Cette étude a plusieurs limites. Nous n’avons pas étudié d’autres bases de données d’essais cliniques (par exemple, EU-CTR ou le registre allemand des essais cliniques), car ClinicalTrials.gov est généralement considéré comme le plus grand et le plus important registre d’essais cliniques. Seuls les essais cliniques enregistrés ont pu être analysés car l’existence d’essais non enregistrés n’était pas transparente pour nous. Afin d’éviter qu’un essai clinique soit classé par erreur comme non publié, nous avons effectué une recherche documentaire sémantique dans PubMed et GoogleScholar et nous avons contacté les investigateurs et les sponsors. Nous avons supposé que les données soumises à ClinicalTrials.gov étaient exactes et complètes, comme l’exige la FDAAA . Nous n’avons pas comparé si le plan d’analyse statistique pré-spécifié et les questions de recherche pré-spécifiées de l’étude étaient conformes aux rapports publiés, car ces informations n’étaient pas dans le domaine public pour toutes les études.

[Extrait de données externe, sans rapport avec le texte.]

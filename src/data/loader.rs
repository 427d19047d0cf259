//! RON config loader
//!
//! Loads the track configuration from an external RON file, with the
//! built-in tables as defaults, and validates it before anything else
//! runs. A file that is present but unreadable, unparsable, or
//! inconsistent is fatal; only a missing file falls back to defaults.

use std::fs;
use std::path::{Path, PathBuf};

use serde::{Deserialize, Serialize};
use thiserror::Error;

use crate::progression::{self, default_tiers, Tier, DEFAULT_MAX_POINTS};
use crate::trail::{default_checkpoints, position_at, Checkpoint, PathPoint};

/// Default location of the track config, relative to the working dir
pub const CONFIG_PATH: &str = "assets/data/track.ron";

/// Everything wrong a track config can be
#[derive(Debug, Error)]
pub enum ConfigError {
    #[error("failed to read {}: {source}", path.display())]
    Read {
        path: PathBuf,
        source: std::io::Error,
    },
    #[error("failed to parse {}: {source}", path.display())]
    Parse {
        path: PathBuf,
        source: ron::error::SpannedError,
    },
    #[error("tier table is empty")]
    NoTiers,
    #[error("first tier must have threshold 0, found {0}")]
    FirstTierNotFree(u32),
    #[error("tier thresholds must be strictly ascending (tier index {0})")]
    TiersOutOfOrder(usize),
    #[error("checkpoint table is empty")]
    NoCheckpoints,
    #[error("trail must start at progress 0, found {0}")]
    TrailStartsLate(f64),
    #[error("trail must end at progress 100, found {0}")]
    TrailEndsEarly(f64),
    #[error("checkpoint progress must be strictly increasing (checkpoint index {0})")]
    CheckpointsOutOfOrder(usize),
    #[error("max_points must be positive")]
    NonPositiveMaxPoints,
}

/// The validated track configuration: tier ladder, trail shape, and
/// the point total that counts as finishing
#[derive(Debug, Clone, Serialize, Deserialize)]
pub struct TrackConfig {
    pub tiers: Vec<Tier>,
    pub checkpoints: Vec<Checkpoint>,
    pub max_points: u32,
}

impl Default for TrackConfig {
    fn default() -> Self {
        Self {
            tiers: default_tiers(),
            checkpoints: default_checkpoints(),
            max_points: DEFAULT_MAX_POINTS,
        }
    }
}

impl TrackConfig {
    /// Load from the default config path
    pub fn load() -> Result<Self, ConfigError> {
        Self::load_from(Path::new(CONFIG_PATH))
    }

    /// Load from `path` if it exists, otherwise use the built-in
    /// tables. The result is validated either way.
    pub fn load_from(path: &Path) -> Result<Self, ConfigError> {
        let config = if path.exists() {
            let content = fs::read_to_string(path).map_err(|source| ConfigError::Read {
                path: path.to_path_buf(),
                source,
            })?;
            let config: TrackConfig =
                ron::from_str(&content).map_err(|source| ConfigError::Parse {
                    path: path.to_path_buf(),
                    source,
                })?;
            log::info!("Track config loaded from {:?}", path);
            config
        } else {
            log::info!("No track config at {:?}, using built-in tables", path);
            Self::default()
        };

        config.validate()?;
        Ok(config)
    }

    /// Check every table invariant the resolvers rely on
    pub fn validate(&self) -> Result<(), ConfigError> {
        if self.tiers.is_empty() {
            return Err(ConfigError::NoTiers);
        }
        if self.tiers[0].threshold != 0 {
            return Err(ConfigError::FirstTierNotFree(self.tiers[0].threshold));
        }
        for (i, pair) in self.tiers.windows(2).enumerate() {
            if pair[1].threshold <= pair[0].threshold {
                return Err(ConfigError::TiersOutOfOrder(i + 1));
            }
        }

        if self.checkpoints.is_empty() {
            return Err(ConfigError::NoCheckpoints);
        }
        let first = self.checkpoints[0].progress;
        if first != 0.0 {
            return Err(ConfigError::TrailStartsLate(first));
        }
        let last = self.checkpoints[self.checkpoints.len() - 1].progress;
        if last != 100.0 {
            return Err(ConfigError::TrailEndsEarly(last));
        }
        for (i, pair) in self.checkpoints.windows(2).enumerate() {
            if pair[1].progress <= pair[0].progress {
                return Err(ConfigError::CheckpointsOutOfOrder(i + 1));
            }
        }

        if self.max_points == 0 {
            return Err(ConfigError::NonPositiveMaxPoints);
        }

        Ok(())
    }

    /// Tier currently held at this point total
    pub fn current_tier(&self, points: u32) -> &Tier {
        progression::current_tier(&self.tiers, points)
    }

    /// Tier still out of reach, or `None` when maxed
    pub fn next_tier(&self, points: u32) -> Option<&Tier> {
        progression::next_tier(&self.tiers, points)
    }

    /// Point total as a percentage of the trail, capped at 100
    pub fn progress_fraction(&self, points: u32) -> f64 {
        progression::progress_fraction(points, self.max_points)
    }

    /// Points still needed for the next tier
    pub fn points_to_next(&self, points: u32) -> u32 {
        progression::points_to_next(&self.tiers, points)
    }

    /// Map coordinate at an overall progress percentage
    pub fn position_at(&self, progress_percent: f64) -> PathPoint {
        position_at(progress_percent, &self.checkpoints)
    }

    /// Map coordinate for a raw point total
    pub fn position_for_points(&self, points: u32) -> PathPoint {
        self.position_at(self.progress_fraction(points))
    }
}

/// Export the built-in tables to the config file for easy editing
pub fn export_default_config() -> Result<(), String> {
    let path = Path::new(CONFIG_PATH);

    if let Some(parent) = path.parent() {
        fs::create_dir_all(parent)
            .map_err(|e| format!("Failed to create {}: {}", parent.display(), e))?;
    }

    let config = TrackConfig::default();
    let ron = ron::ser::to_string_pretty(&config, ron::ser::PrettyConfig::default())
        .map_err(|e| format!("Failed to serialize track config: {}", e))?;
    fs::write(path, ron).map_err(|e| format!("Failed to write {}: {}", path.display(), e))?;

    Ok(())
}

#[cfg(test)]
mod tests {
    use super::*;

    #[test]
    fn test_default_config_is_valid() {
        assert!(TrackConfig::default().validate().is_ok());
    }

    #[test]
    fn test_missing_file_falls_back_to_defaults() {
        let config = TrackConfig::load_from(Path::new("no/such/track.ron")).unwrap();
        assert_eq!(config.tiers.len(), default_tiers().len());
        assert_eq!(config.max_points, DEFAULT_MAX_POINTS);
    }

    #[test]
    fn test_validate_rejects_empty_tables() {
        let mut config = TrackConfig::default();
        config.tiers.clear();
        assert!(matches!(config.validate(), Err(ConfigError::NoTiers)));

        let mut config = TrackConfig::default();
        config.checkpoints.clear();
        assert!(matches!(config.validate(), Err(ConfigError::NoCheckpoints)));
    }

    #[test]
    fn test_validate_rejects_nonzero_first_tier() {
        let mut config = TrackConfig::default();
        config.tiers[0].threshold = 10;
        assert!(matches!(
            config.validate(),
            Err(ConfigError::FirstTierNotFree(10))
        ));
    }

    #[test]
    fn test_validate_rejects_unsorted_tiers() {
        let mut config = TrackConfig::default();
        config.tiers[2].threshold = 50;
        assert!(matches!(
            config.validate(),
            Err(ConfigError::TiersOutOfOrder(2))
        ));
    }

    #[test]
    fn test_validate_rejects_partial_trail() {
        let mut config = TrackConfig::default();
        config.checkpoints[0].progress = 2.0;
        assert!(matches!(
            config.validate(),
            Err(ConfigError::TrailStartsLate(_))
        ));

        let mut config = TrackConfig::default();
        config.checkpoints.pop();
        assert!(matches!(
            config.validate(),
            Err(ConfigError::TrailEndsEarly(_))
        ));
    }

    #[test]
    fn test_validate_rejects_unsorted_checkpoints() {
        let mut config = TrackConfig::default();
        config.checkpoints.swap(5, 6);
        assert!(matches!(
            config.validate(),
            Err(ConfigError::CheckpointsOutOfOrder(_))
        ));
    }

    #[test]
    fn test_validate_rejects_zero_max_points() {
        let mut config = TrackConfig::default();
        config.max_points = 0;
        assert!(matches!(
            config.validate(),
            Err(ConfigError::NonPositiveMaxPoints)
        ));
    }

    #[test]
    fn test_ron_round_trip() {
        let config = TrackConfig::default();
        let ron = ron::ser::to_string_pretty(&config, ron::ser::PrettyConfig::default()).unwrap();
        let reloaded: TrackConfig = ron::from_str(&ron).unwrap();
        assert_eq!(reloaded.tiers, config.tiers);
        assert_eq!(reloaded.checkpoints, config.checkpoints);
        assert_eq!(reloaded.max_points, config.max_points);
    }

    #[test]
    fn test_position_for_points_tracks_progress() {
        let config = TrackConfig::default();
        // 750 of 1000 points is 75% of the trail
        let direct = config.position_at(75.0);
        assert_eq!(config.position_for_points(750), direct);
    }
}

En conclusion, le biais de publication ou le déficit de publication est un problème omniprésent dans la science clinique. De plus en plus, les résultats des études ne sont pas rapportés en temps opportun, ou ne sont pas publiés du tout. La thérapie de la bronchiolite virale aiguë est une tâche majeure pour les pédiatres pendant la saison hivernale, et elle est soutenue par une directive très appréciée qui est suivie dans le monde entier. Mais même cette directive pourrait avoir été affectée par un manque de publication et pourrait à son tour avoir découragé les investigateurs de publier leurs résultats après sa publication.